» EXERCISE DIRECTIONS: Match the word "false". Return each line of the data below where it appears.

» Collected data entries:
+-------+
use ahash::HashMap;

use augur_atom::Atom;
use augur_atom::atom;

use augur_codex::fqsen::ClassFqsen;
use augur_codex::metadata::flags::MetadataFlags;
use augur_codex::names::NameContext;
use augur_codex::ttype::Type;
use augur_codex::ttype::union::UnionType;

/// A variable binding in a scope.
#[derive(Debug, Clone, PartialEq)]
pub struct Variable {
    pub name: Atom,
    pub union_type: UnionType,
    /// `BY_REFERENCE` marks pass-by-reference parameters, whose bindings
    /// survive reassignment in place.
    pub flags: MetadataFlags,
}

impl Variable {
    #[must_use]
    pub fn new(name: Atom, union_type: UnionType) -> Self {
        Self { name, union_type, flags: MetadataFlags::empty() }
    }
}

/// The position of a scope in the conceptual chain
/// global → class → function-like → branch clone.
#[derive(Debug, Clone, Copy, PartialEq, Eq, Default)]
pub enum ScopeKind {
    #[default]
    Global,
    Class,
    /// Closed: does not see the enclosing scope's variables.
    FunctionLike,
    Branch,
}

/// The variable bindings visible at an analysis point.
///
/// Function-like scopes are closed, so each scope holds its own flat
/// binding map; branching constructs clone the scope wholesale before
/// per-branch refinement (copy-on-branch).
#[derive(Debug, Clone, Default, PartialEq)]
pub struct Scope {
    pub kind: ScopeKind,
    variables: HashMap<Atom, Variable>,
}

impl Scope {
    #[must_use]
    pub fn global() -> Self {
        Self { kind: ScopeKind::Global, variables: HashMap::default() }
    }

    /// A class scope, with `$this` bound to the class's own type.
    #[must_use]
    pub fn for_class(fqsen: ClassFqsen) -> Self {
        let mut scope = Self { kind: ScopeKind::Class, variables: HashMap::default() };
        scope.set_variable(Variable::new(atom("this"), UnionType::of(Type::class(fqsen))));
        scope
    }

    /// A fresh closed scope for a function, method, or closure body.
    #[must_use]
    pub fn for_function_like() -> Self {
        Self { kind: ScopeKind::FunctionLike, variables: HashMap::default() }
    }

    /// The copy a branching construct refines.
    #[must_use]
    pub fn branch_clone(&self) -> Self {
        let mut clone = self.clone();
        clone.kind = ScopeKind::Branch;
        clone
    }

    #[must_use]
    pub fn get_variable(&self, name: Atom) -> Option<&Variable> {
        self.variables.get(&name)
    }

    #[must_use]
    pub fn has_variable(&self, name: Atom) -> bool {
        self.variables.contains_key(&name)
    }

    pub fn set_variable(&mut self, variable: Variable) {
        self.variables.insert(variable.name, variable);
    }

    pub fn unset_variable(&mut self, name: Atom) {
        self.variables.remove(&name);
    }

    pub fn variables(&self) -> impl Iterator<Item = (&Atom, &Variable)> {
        self.variables.iter()
    }

    #[must_use]
    pub fn variable_names(&self) -> Vec<Atom> {
        self.variables.keys().copied().collect()
    }
}

/// The hard-coded union types of the always-defined superglobals.
#[must_use]
pub fn superglobal_union_type(name: Atom) -> Option<UnionType> {
    let context = NameContext::new();
    let templates = augur_atom::AtomSet::default();
    let parse = |source: &str| UnionType::from_string_in_context(source, &context, &templates);

    Some(match name.as_str() {
        "argv" => parse("string[]"),
        "argc" => parse("int"),
        "_GET" | "_POST" | "_COOKIE" | "_REQUEST" => parse("string[]|string[][]"),
        "_SERVER" | "_SESSION" | "GLOBALS" => parse("array"),
        "_ENV" => parse("string[]"),
        "_FILES" => parse("int[][]|string[][]|int[][][]|string[][][]"),
        "http_response_header" => parse("string[]|null"),
        _ => return None,
    })
}

/// Whether a name is one of the built-in superglobals.
#[must_use]
pub fn is_superglobal(name: Atom) -> bool {
    superglobal_union_type(name).is_some()
}

#[cfg(test)]
mod tests {
    use super::*;

    #[test]
    fn test_class_scope_binds_this() {
        let scope = Scope::for_class(ClassFqsen::from_full_name("\\A"));
        let this = scope.get_variable(atom("this")).unwrap();

        assert_eq!(this.union_type.to_string(), "\\A");
    }

    #[test]
    fn test_branch_clone_is_independent() {
        let mut scope = Scope::for_function_like();
        scope.set_variable(Variable::new(atom("x"), UnionType::of_native(augur_codex::ttype::NativeType::Int)));

        let mut branch = scope.branch_clone();
        branch.set_variable(Variable::new(atom("y"), UnionType::empty()));

        assert!(branch.has_variable(atom("x")));
        assert!(!scope.has_variable(atom("y")));
    }

    #[test]
    fn test_superglobal_table() {
        assert_eq!(superglobal_union_type(atom("argv")).unwrap().to_string(), "string[]");
        assert_eq!(superglobal_union_type(atom("http_response_header")).unwrap().to_string(), "null|string[]");
        assert!(superglobal_union_type(atom("not_a_superglobal")).is_none());
    }
}
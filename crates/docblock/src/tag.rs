use std::fmt;

use serde::Deserialize;
use serde::Serialize;

/// An `@param T $name` tag.
#[derive(Debug, Clone, Eq, PartialEq, Hash, Serialize, Deserialize)]
pub struct ParameterTag {
    /// The parameter name, without the `$` sigil, `...`, or `&`.
    pub name: String,
    /// The raw union-type expression preceding the variable.
    pub type_string: String,
    /// Whether `...` was present on the variable.
    pub is_variadic: bool,
}

impl ParameterTag {
    /// Parses the body of an `@param` tag (`"T $name description"`).
    ///
    /// Returns `None` when either the type or the variable is absent; a
    /// bare `@param $name` carries no information the analyzer can use.
    #[must_use]
    pub fn parse(content: &str) -> Option<ParameterTag> {
        let mut words = content.split_whitespace();
        let type_string = words.next()?;
        if type_string.starts_with('$') {
            return None;
        }

        let variable = words.next()?;
        let (name, is_variadic) = parse_variable(variable)?;

        Some(ParameterTag { name: name.to_string(), type_string: type_string.to_string(), is_variadic })
    }
}

impl fmt::Display for ParameterTag {
    fn fmt(&self, f: &mut fmt::Formatter<'_>) -> fmt::Result {
        if self.is_variadic {
            write!(f, "{} ...${}", self.type_string, self.name)
        } else {
            write!(f, "{} ${}", self.type_string, self.name)
        }
    }
}

/// An `@var T [$name]` tag.
#[derive(Debug, Clone, Eq, PartialEq, Hash, Serialize, Deserialize)]
pub struct VarTag {
    /// The raw union-type expression.
    pub type_string: String,
    /// The annotated variable name (without `$`), when one follows the type.
    pub name: Option<String>,
}

impl VarTag {
    /// Parses the body of an `@var` tag (`"T [$name] description"`).
    #[must_use]
    pub fn parse(content: &str) -> Option<VarTag> {
        let mut words = content.split_whitespace();
        let type_string = words.next()?;
        if type_string.starts_with('$') {
            return None;
        }

        let name = words.next().and_then(parse_variable).map(|(name, _)| name.to_string());

        Some(VarTag { type_string: type_string.to_string(), name })
    }
}

/// An `@return T` tag.
#[derive(Debug, Clone, Eq, PartialEq, Hash, Serialize, Deserialize)]
pub struct ReturnTag {
    /// The raw union-type expression.
    pub type_string: String,
}

impl ReturnTag {
    /// Parses the body of an `@return` tag (`"T description"`).
    #[must_use]
    pub fn parse(content: &str) -> Option<ReturnTag> {
        let type_string = content.split_whitespace().next()?;
        if type_string.starts_with('$') {
            return None;
        }

        Some(ReturnTag { type_string: type_string.to_string() })
    }
}

/// An `@template T` declaration.
#[derive(Debug, Clone, Eq, PartialEq, Hash, Serialize, Deserialize)]
pub struct TemplateTag {
    /// The template parameter identifier.
    pub name: String,
}

impl TemplateTag {
    /// Parses the body of an `@template` tag.
    #[must_use]
    pub fn parse(content: &str) -> Option<TemplateTag> {
        let name = content.split_whitespace().next()?;
        if !name.chars().all(|c| c.is_ascii_alphanumeric() || c == '_') {
            return None;
        }

        Some(TemplateTag { name: name.to_string() })
    }
}

/// Parses a doc-comment variable token (`$name`, `...$name`, `&$name`).
///
/// Returns the bare name and whether `...` was present; `None` when the
/// token is not a variable.
fn parse_variable(token: &str) -> Option<(&str, bool)> {
    let token = token.strip_prefix('&').unwrap_or(token);
    let (token, is_variadic) = match token.strip_prefix("...") {
        Some(rest) => (rest, true),
        None => (token, false),
    };

    let name = token.strip_prefix('$')?;
    if name.is_empty() || name.starts_with(|c: char| c.is_ascii_digit()) {
        return None;
    }

    Some((name, is_variadic))
}

#[cfg(test)]
mod tests {
    use super::*;

    #[test]
    fn test_parameter_tag_display_round_trip() {
        let tag = ParameterTag::parse("int $x counts things").unwrap();
        assert_eq!(tag.to_string(), "int $x");

        let tag = ParameterTag::parse("string ...$parts").unwrap();
        assert_eq!(tag.to_string(), "string ...$parts");
    }

    #[test]
    fn test_variable_token_forms() {
        assert_eq!(parse_variable("$foo"), Some(("foo", false)));
        assert_eq!(parse_variable("&$foo"), Some(("foo", false)));
        assert_eq!(parse_variable("...$ids"), Some(("ids", true)));
        assert_eq!(parse_variable("$"), None);
        assert_eq!(parse_variable("$1x"), None);
        assert_eq!(parse_variable("foo"), None);
    }

    #[test]
    fn test_template_tag_rejects_punctuation() {
        assert!(TemplateTag::parse("T").is_some());
        assert!(TemplateTag::parse("T<U>").is_none());
    }
}
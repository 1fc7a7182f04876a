use std::path::PathBuf;
use std::process::ExitCode;

use clap::Args;

use augur_codex::CodeBase;
use augur_codex::populator::hydrate_all;
use augur_codex::scanner::ScanOptions;
use augur_codex::scanner::scan_program;
use itertools::Itertools;

use crate::config::Configuration;
use crate::error::Error;

/// Print every known function and method signature as
/// `<fqsen>: param1, param2, ... → return`.
#[derive(Debug, Args)]
pub struct DumpSignaturesCommand {
    /// Files or directories holding `*.ast.json` dumps.
    pub paths: Vec<PathBuf>,
}

impl DumpSignaturesCommand {
    pub fn execute(self, configuration: Configuration) -> Result<ExitCode, Error> {
        let settings = configuration.to_settings();

        let command = super::analyze::AnalyzeCommand {
            paths: self.paths,
            format: super::analyze::OutputFormat::Plain,
            minimum_severity: None,
            processes: None,
            dead_code_detection: false,
        };
        let (files, _syntax_issues) = command.load_files(&settings)?;

        let scan_options = ScanOptions {
            read_type_annotations: settings.read_type_annotations,
            generic_types_enabled: settings.generic_types_enabled,
        };

        let mut codebase = CodeBase::new();
        for file in &files {
            scan_program(&mut codebase, file.path, &file.root, &scan_options);
        }
        let _ = hydrate_all(&mut codebase);

        for function in codebase.functions().sorted_by_key(|function| function.fqsen.to_atom()) {
            println!("{}", function.to_signature_string());
        }
        for class in codebase.classes().sorted_by_key(|class| class.fqsen.to_atom()) {
            for method in class.methods.values().sorted_by_key(|method| method.name) {
                println!("{}", method.to_signature_string());
            }
        }

        Ok(ExitCode::SUCCESS)
    }
}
+-------+
» ANSWER BOX:
        None => (token, false),
        assert_eq!(parse_variable("$foo"), Some(("foo", false)));
        assert_eq!(parse_variable("&$foo"), Some(("foo", false)));
            dead_code_detection: false,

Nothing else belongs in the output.